== Goal of the exercise ==
Look through the listing below and write out exactly the lines from the line with "imported in its" to the line with "- **Mapper:** splits", both included, and no others.
BEGIN Given data
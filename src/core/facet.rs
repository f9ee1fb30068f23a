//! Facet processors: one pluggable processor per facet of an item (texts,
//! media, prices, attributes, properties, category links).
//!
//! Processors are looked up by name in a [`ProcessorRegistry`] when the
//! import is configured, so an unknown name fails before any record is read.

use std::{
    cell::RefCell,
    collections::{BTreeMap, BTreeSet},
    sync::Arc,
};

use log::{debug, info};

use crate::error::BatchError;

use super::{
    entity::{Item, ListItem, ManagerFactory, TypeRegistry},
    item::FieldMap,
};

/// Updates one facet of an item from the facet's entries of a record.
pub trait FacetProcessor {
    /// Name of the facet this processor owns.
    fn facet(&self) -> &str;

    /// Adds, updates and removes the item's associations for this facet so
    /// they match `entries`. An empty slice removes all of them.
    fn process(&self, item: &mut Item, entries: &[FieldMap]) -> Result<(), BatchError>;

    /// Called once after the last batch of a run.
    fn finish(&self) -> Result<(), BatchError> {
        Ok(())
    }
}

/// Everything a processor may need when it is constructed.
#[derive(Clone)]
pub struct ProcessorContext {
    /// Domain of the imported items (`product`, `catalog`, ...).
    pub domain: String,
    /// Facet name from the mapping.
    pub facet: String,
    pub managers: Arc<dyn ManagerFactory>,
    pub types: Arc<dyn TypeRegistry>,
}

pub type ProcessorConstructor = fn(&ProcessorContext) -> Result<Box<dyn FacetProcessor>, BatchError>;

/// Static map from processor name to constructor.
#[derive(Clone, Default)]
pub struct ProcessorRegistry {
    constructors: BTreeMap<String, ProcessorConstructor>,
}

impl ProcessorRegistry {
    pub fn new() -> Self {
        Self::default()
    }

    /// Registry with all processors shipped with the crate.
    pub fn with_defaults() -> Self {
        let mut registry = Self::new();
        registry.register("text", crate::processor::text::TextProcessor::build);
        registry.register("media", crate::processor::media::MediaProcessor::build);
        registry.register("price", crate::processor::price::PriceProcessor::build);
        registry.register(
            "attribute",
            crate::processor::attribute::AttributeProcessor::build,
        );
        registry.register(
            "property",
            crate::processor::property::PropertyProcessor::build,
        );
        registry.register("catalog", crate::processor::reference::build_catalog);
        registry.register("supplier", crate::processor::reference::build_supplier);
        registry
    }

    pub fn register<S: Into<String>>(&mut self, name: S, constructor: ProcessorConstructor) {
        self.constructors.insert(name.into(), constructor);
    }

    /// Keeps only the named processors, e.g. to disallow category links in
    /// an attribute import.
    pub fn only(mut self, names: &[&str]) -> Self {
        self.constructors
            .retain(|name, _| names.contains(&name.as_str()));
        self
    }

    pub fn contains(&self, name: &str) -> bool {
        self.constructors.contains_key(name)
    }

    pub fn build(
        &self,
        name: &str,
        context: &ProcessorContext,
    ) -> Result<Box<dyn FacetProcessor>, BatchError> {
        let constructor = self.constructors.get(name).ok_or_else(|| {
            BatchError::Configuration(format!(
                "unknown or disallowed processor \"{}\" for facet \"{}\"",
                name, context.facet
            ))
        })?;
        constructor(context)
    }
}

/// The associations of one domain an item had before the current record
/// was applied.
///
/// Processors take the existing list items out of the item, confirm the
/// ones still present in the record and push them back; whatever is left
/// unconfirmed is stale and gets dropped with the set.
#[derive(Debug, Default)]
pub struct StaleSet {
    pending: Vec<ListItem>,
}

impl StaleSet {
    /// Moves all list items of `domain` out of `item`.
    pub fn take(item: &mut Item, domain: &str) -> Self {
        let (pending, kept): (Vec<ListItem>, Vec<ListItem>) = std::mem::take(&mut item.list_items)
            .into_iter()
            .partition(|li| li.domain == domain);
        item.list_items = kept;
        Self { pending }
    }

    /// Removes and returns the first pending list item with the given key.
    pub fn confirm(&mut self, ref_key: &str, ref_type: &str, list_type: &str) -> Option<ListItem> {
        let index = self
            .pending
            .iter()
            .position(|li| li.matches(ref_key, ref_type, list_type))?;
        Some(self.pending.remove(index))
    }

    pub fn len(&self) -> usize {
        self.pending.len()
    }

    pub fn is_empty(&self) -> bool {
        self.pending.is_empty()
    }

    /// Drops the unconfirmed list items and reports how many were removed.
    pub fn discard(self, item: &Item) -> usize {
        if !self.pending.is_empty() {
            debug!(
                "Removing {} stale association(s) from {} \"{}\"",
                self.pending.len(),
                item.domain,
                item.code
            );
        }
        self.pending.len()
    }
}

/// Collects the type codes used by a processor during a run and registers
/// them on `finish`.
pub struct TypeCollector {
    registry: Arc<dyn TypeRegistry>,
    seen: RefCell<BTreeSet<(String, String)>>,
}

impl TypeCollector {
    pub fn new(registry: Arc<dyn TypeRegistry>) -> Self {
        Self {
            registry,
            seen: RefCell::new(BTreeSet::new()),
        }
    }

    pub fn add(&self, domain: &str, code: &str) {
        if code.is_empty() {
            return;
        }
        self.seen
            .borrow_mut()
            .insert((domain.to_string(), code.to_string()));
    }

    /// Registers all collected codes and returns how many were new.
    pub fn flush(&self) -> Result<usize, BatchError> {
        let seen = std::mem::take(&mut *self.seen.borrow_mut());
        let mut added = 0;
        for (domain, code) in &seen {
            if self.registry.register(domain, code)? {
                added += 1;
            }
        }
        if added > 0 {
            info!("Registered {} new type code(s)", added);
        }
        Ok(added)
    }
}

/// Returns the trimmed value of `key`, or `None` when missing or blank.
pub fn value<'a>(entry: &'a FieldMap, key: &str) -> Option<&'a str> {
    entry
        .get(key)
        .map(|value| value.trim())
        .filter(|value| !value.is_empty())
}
END Given data
BEGIN Given data
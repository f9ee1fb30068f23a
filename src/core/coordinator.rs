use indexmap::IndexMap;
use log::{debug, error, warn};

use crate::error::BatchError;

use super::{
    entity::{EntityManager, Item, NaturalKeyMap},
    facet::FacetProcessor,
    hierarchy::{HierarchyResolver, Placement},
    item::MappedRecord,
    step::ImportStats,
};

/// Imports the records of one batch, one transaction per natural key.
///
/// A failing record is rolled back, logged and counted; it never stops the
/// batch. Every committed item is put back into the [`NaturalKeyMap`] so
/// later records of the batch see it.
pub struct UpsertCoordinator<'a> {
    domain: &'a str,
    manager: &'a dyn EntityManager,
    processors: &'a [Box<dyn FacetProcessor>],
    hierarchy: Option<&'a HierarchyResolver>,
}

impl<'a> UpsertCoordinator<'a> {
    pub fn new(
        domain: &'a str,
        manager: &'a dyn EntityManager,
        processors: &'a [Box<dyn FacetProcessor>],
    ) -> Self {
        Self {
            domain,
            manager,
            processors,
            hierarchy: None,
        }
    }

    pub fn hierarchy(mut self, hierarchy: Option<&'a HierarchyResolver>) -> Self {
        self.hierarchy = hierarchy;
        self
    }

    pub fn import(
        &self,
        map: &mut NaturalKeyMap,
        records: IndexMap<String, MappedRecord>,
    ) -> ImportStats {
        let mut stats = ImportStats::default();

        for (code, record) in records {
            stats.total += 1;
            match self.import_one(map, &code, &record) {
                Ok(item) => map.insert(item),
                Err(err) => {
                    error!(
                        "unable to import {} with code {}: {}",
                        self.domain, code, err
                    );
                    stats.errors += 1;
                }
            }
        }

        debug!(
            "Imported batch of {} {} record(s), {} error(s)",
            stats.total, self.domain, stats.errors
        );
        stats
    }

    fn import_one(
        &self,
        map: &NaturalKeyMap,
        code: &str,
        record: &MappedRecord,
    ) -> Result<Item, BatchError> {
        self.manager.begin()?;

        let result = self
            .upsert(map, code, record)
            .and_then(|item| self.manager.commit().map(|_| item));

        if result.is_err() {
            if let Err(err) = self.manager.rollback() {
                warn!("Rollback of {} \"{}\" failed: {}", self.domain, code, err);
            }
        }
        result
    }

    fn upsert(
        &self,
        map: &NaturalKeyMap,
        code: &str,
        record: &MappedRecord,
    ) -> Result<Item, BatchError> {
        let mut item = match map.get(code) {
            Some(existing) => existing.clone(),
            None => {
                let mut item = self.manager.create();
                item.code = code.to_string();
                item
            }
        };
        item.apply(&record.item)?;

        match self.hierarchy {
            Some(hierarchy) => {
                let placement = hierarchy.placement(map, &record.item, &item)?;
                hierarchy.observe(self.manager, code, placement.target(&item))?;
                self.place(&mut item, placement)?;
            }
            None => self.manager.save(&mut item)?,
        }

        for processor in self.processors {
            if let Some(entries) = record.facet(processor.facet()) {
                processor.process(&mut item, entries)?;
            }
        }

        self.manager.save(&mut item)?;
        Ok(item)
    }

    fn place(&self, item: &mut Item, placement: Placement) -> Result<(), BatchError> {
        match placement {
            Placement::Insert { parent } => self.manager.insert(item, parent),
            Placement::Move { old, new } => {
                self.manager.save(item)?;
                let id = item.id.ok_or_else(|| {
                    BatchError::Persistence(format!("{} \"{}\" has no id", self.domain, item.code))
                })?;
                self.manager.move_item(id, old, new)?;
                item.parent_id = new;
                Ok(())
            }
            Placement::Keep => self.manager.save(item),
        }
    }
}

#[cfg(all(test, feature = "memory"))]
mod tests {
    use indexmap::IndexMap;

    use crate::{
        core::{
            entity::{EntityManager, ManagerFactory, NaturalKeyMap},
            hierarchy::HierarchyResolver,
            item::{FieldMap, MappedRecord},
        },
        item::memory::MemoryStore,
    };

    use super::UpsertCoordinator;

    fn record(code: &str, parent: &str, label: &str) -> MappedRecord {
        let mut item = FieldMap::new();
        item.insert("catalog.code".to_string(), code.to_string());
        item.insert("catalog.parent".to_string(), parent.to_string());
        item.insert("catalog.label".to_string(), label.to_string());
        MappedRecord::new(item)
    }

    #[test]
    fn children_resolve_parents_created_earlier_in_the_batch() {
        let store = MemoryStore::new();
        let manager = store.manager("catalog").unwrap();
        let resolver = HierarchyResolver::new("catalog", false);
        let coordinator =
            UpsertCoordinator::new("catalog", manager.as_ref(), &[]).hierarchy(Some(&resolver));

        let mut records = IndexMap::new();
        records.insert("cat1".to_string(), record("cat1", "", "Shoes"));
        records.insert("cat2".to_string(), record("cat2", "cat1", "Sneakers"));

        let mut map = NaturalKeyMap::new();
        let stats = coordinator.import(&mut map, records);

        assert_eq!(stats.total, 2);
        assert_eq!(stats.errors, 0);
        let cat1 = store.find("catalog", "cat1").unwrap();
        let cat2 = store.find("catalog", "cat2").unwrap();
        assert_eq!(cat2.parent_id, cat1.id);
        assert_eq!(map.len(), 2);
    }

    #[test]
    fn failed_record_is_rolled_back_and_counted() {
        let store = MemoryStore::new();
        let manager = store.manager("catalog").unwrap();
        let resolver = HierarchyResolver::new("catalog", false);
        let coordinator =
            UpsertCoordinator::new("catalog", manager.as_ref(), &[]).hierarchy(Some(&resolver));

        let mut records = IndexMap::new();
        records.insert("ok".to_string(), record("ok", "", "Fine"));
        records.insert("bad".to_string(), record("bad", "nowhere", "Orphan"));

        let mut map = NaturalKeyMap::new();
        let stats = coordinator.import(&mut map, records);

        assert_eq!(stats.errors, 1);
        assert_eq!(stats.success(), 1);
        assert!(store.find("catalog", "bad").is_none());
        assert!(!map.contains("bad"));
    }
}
END Given data
BEGIN Given data
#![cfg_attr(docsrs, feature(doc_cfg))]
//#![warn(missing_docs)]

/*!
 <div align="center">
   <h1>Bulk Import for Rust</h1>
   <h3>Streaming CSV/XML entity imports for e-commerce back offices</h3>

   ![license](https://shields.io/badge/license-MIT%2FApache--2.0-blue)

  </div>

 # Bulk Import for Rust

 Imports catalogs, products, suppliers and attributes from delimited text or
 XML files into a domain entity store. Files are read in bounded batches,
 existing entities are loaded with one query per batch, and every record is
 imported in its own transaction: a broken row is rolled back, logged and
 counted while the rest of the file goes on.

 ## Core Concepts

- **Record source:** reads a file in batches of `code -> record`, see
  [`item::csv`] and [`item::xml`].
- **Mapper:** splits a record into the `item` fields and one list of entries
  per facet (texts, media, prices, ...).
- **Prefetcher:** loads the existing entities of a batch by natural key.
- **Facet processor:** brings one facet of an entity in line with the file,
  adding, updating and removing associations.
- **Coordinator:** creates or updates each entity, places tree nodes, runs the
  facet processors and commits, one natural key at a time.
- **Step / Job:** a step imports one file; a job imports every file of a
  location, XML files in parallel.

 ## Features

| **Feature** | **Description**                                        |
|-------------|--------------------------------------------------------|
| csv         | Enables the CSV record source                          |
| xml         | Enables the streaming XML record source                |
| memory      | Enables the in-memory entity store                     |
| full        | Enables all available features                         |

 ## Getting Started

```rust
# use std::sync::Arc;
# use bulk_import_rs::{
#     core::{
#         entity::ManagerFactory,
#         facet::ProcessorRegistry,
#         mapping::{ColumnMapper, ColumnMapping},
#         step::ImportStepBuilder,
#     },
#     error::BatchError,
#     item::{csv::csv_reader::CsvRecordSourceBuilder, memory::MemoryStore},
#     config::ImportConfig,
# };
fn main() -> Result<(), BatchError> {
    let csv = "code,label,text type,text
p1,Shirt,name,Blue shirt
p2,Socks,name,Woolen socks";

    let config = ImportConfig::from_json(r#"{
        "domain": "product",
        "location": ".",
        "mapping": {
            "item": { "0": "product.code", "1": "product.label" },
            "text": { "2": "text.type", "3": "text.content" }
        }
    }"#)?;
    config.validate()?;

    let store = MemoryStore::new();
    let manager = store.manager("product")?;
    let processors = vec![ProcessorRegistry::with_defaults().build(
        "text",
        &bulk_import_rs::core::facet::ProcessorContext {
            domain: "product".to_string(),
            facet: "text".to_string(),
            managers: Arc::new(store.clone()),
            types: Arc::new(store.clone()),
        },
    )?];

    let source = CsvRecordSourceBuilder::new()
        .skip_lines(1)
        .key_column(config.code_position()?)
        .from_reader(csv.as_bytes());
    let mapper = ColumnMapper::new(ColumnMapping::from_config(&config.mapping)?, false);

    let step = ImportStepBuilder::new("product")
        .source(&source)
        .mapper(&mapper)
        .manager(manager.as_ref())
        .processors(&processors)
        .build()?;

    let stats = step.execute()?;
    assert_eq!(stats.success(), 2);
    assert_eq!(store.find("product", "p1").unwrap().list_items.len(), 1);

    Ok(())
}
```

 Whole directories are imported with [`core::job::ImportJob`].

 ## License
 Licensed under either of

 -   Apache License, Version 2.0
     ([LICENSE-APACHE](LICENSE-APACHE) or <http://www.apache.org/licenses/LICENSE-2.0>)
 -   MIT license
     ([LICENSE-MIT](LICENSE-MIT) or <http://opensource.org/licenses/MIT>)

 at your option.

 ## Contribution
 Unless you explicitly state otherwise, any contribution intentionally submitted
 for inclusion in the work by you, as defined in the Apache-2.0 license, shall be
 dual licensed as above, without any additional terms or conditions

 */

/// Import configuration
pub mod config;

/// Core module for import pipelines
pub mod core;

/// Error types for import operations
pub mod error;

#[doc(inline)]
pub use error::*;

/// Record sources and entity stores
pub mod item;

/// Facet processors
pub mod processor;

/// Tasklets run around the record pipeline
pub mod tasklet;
END Given data
== Solution ==
 imported in its own transaction: a broken row is rolled back, logged and
 counted while the rest of the file goes on.

 ## Core Concepts

- **Record source:** reads a file in batches of `code -> record`, see
  [`item::csv`] and [`item::xml`].
- **Mapper:** splits a record into the `item` fields and one list of entries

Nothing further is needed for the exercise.